[[ DATA FOR REVIEW open ]]
//! Completion Tracker (`spec.md` §4.6).
//!
//! A single long-running task: every `completion_check_interval` it snapshots
//! `study_states` (no I/O inside that critical section — `spec.md` §5),
//! selects quiescent studies, then archives, uploads and cleans each one up
//! outside the lock. Grounded in
//! `examples/original_source/pixieveil/storage/storage_manager.py::check_study_completions`,
//! corrected per `SPEC_FULL.md` §4 for the three-valued upload outcome in
//! place of the Python client's collapsed boolean.

use std::path::Path;
use std::sync::Arc;
use std::time::Duration;

use tokio::time::MissedTickBehavior;
use tracing::{info, warn};

use crate::archiver;
use crate::numbering::format_number;
use crate::storage::StorageManager;
use crate::uploader::{UploadOutcome, Uploader};

pub struct CompletionTracker {
    storage: Arc<StorageManager>,
    uploader: Uploader,
    completion_timeout: Duration,
    check_interval: Duration,
}

impl CompletionTracker {
    pub fn new(
        storage: Arc<StorageManager>,
        uploader: Uploader,
        completion_timeout: Duration,
        check_interval: Duration,
    ) -> Self {
        CompletionTracker {
            storage,
            uploader,
            completion_timeout,
            check_interval,
        }
    }

    /// Runs until `shutdown` fires, ticking every `check_interval`
    /// (`spec.md` §5 "Cancellation").
    pub async fn run(&self, mut shutdown: tokio::sync::watch::Receiver<bool>) {
        let mut ticker = tokio::time::interval(self.check_interval);
        ticker.set_missed_tick_behavior(MissedTickBehavior::Delay);

        loop {
            tokio::select! {
                _ = ticker.tick() => {
                    self.tick().await;
                }
                _ = shutdown.changed() => {
                    if *shutdown.borrow() {
                        break;
                    }
                }
            }
        }
    }

    async fn tick(&self) {
        let now = std::time::Instant::now();
        let quiescent: Vec<(String, u32)> = self
            .storage
            .snapshot_studies()
            .into_iter()
            .filter(|(_, state)| {
                now.saturating_duration_since(state.last_received) > self.completion_timeout
            })
            .map(|(uid, state)| (uid, state.study_number))
            .collect();

        for (study_uid, study_number) in quiescent {
            self.close_out(&study_uid, study_number).await;
        }
    }

    async fn close_out(&self, study_uid: &str, study_number: u32) {
        let study_dir = self.storage.base_path().join(format_number(study_number));
        if !study_dir.exists() {
            warn!(study_number, "quiescent study directory is missing; skipping");
            self.storage.record_missing_study_directory();
            return;
        }

        let image_count = count_dcm_files(&study_dir);
        let zip_path = self
            .storage
            .base_path()
            .join(format!("{}.zip", format_number(study_number)));

        let archive_result = {
            let study_dir = study_dir.clone();
            let zip_path = zip_path.clone();
            tokio::task::spawn_blocking(move || archiver::create_archive(&study_dir, &zip_path)).await
        };

        match archive_result {
            Ok(Ok(())) => {
                self.storage.record_archived(image_count);
            }
            _ => {
                warn!(study_number, "archive creation failed; will retry next tick");
                self.storage.record_archive_error();
                return;
            }
        }

        let remote_key = format!("{}.zip", format_number(study_number));
        match self.uploader.upload(&zip_path, &remote_key).await {
            UploadOutcome::Disabled => {
                info!(study_number, "upload disabled; keeping archive and directory");
                self.storage.mark_completed(study_uid);
            }
            UploadOutcome::Ok => {
                let bytes = tokio::fs::metadata(&zip_path).await.map(|m| m.len()).unwrap_or(0);
                if let Err(error) = tokio::fs::remove_dir_all(&study_dir).await {
                    warn!(%error, study_number, "could not remove study directory after upload");
                }
                if let Err(error) = tokio::fs::remove_file(&zip_path).await {
                    warn!(%error, study_number, "could not remove archive after upload");
                }
                self.storage.record_uploaded(image_count, bytes);
                self.storage.mark_completed(study_uid);
                info!(study_number, "study completed and uploaded");
            }
            UploadOutcome::Fail => {
                warn!(study_number, "upload failed; will retry next tick");
                self.storage.record_completion_upload_failure();
            }
        }
    }
}

fn count_dcm_files(study_dir: &Path) -> u64 {
    walkdir::WalkDir::new(study_dir)
        .into_iter()
        .filter_map(|e| e.ok())
        .filter(|e| e.path().extension().and_then(|ext| ext.to_str()) == Some("dcm"))
        .count() as u64
}

#[cfg(test)]
mod tests {
    use super::*;
    use crate::config::{RemoteStorageConfig, SeriesFilterConfig, Settings, StorageConfig, StudyConfig};
    use dicom_core::{dicom_value, DataElement, VR};
    use dicom_dictionary_std::tags;
    use dicom_object::InMemDicomObject;
    use tempfile::tempdir;
    use uuid::Uuid;

    fn settings_with(base: &Path, temp: &Path) -> Settings {
        let mut settings = Settings::default();
        settings.storage = Some(StorageConfig {
            base_path: base.to_string_lossy().to_string(),
            temp_path: temp.to_string_lossy().to_string(),
            remote_storage: RemoteStorageConfig::default(),
        });
        settings.study = StudyConfig {
            completion_timeout: 0,
            completion_check_interval: 30,
        };
        settings.series_filter = SeriesFilterConfig::default();
        settings
    }

    fn store_one_image(manager: &StorageManager, temp: &Path) {
        let mut obj = InMemDicomObject::new_empty();
        obj.put(DataElement::new(
            tags::STUDY_INSTANCE_UID,
            VR::UI,
            dicom_value!(Strs, ["1.1".to_string()]),
        ));
        obj.put(DataElement::new(
            tags::SERIES_INSTANCE_UID,
            VR::UI,
            dicom_value!(Strs, ["1.1.1".to_string()]),
        ));
        obj.put(DataElement::new(
            tags::SOP_INSTANCE_UID,
            VR::UI,
            dicom_value!(Strs, ["1.1.1.1".to_string()]),
        ));
        let meta = dicom_object::FileMetaTableBuilder::new()
            .media_storage_sop_class_uid("1.2.840.10008.5.1.4.1.1.7")
            .media_storage_sop_instance_uid("1.1.1.1")
            .transfer_syntax(
                dicom_transfer_syntax_registry::entries::EXPLICIT_VR_LITTLE_ENDIAN.uid(),
            )
            .build()
            .unwrap();
        let path = temp.join("a.dcm");
        obj.with_exact_meta(meta).write_to_file(&path).unwrap();
        manager.process_image(&path, Uuid::new_v4());
    }

    #[tokio::test]
    async fn disabled_uploader_keeps_directory_but_marks_completed() {
        let base = tempdir().unwrap();
        let temp = tempdir().unwrap();
        let manager = Arc::new(StorageManager::new(&settings_with(base.path(), temp.path())));
        store_one_image(&manager, temp.path());

        let uploader = Uploader::new(&RemoteStorageConfig::default());
        let tracker = CompletionTracker::new(
            manager.clone(),
            uploader,
            Duration::from_secs(0),
            Duration::from_secs(30),
        );
        tracker.tick().await;

        assert!(base.path().join("0001").exists());
        assert!(manager.snapshot_studies().is_empty());
        assert_eq!(manager.get_counters().completed_studies, 1);
    }

    #[tokio::test]
    async fn successful_upload_purges_directory_and_archive() {
        let base = tempdir().unwrap();
        let temp = tempdir().unwrap();
        let manager = Arc::new(StorageManager::new(&settings_with(base.path(), temp.path())));
        store_one_image(&manager, temp.path());

        let mut server = mockito::Server::new_async().await;
        server.mock("POST", "/upload").with_status(200).create_async().await;
        let uploader = Uploader::new(&RemoteStorageConfig {
            base_url: Some(server.url()),
            auth_token: Some("token".to_string()),
        });
        let tracker = CompletionTracker::new(
            manager.clone(),
            uploader,
            Duration::from_secs(0),
            Duration::from_secs(30),
        );
        tracker.tick().await;

        assert!(!base.path().join("0001").exists());
        assert!(!base.path().join("0001.zip").exists());
        assert_eq!(manager.get_counters().remote_storage.studies, 1);
    }

    #[tokio::test]
    async fn failed_upload_leaves_directory_intact_for_retry() {
        let base = tempdir().unwrap();
        let temp = tempdir().unwrap();
        let manager = Arc::new(StorageManager::new(&settings_with(base.path(), temp.path())));
        store_one_image(&manager, temp.path());

        let mut server = mockito::Server::new_async().await;
        server.mock("POST", "/upload").with_status(500).create_async().await;
        let uploader = Uploader::new(&RemoteStorageConfig {
            base_url: Some(server.url()),
            auth_token: None,
        });
        let tracker = CompletionTracker::new(
            manager.clone(),
            uploader,
            Duration::from_secs(0),
            Duration::from_secs(30),
        );
        tracker.tick().await;

        assert!(base.path().join("0001").exists());
        assert_eq!(manager.get_counters().remote_storage.errors, 1);
        assert!(!manager.snapshot_studies().is_empty());
    }
}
[[ DATA FOR REVIEW closed ]]
● **BRIEF**
Your output should consist solely of the lines from the beginning of the entries through the line containing "use crate::storage::StorageManager;", reproduced exactly.

● **ANSWER BELOW**
//! Completion Tracker (`spec.md` §4.6).
//!
//! A single long-running task: every `completion_check_interval` it snapshots
//! `study_states` (no I/O inside that critical section — `spec.md` §5),
//! selects quiescent studies, then archives, uploads and cleans each one up
//! outside the lock. Grounded in
//! `examples/original_source/pixieveil/storage/storage_manager.py::check_study_completions`,
//! corrected per `SPEC_FULL.md` §4 for the three-valued upload outcome in
//! place of the Python client's collapsed boolean.

use std::path::Path;
use std::sync::Arc;
use std::time::Duration;

use tokio::time::MissedTickBehavior;
use tracing::{info, warn};

use crate::archiver;
use crate::numbering::format_number;
use crate::storage::StorageManager;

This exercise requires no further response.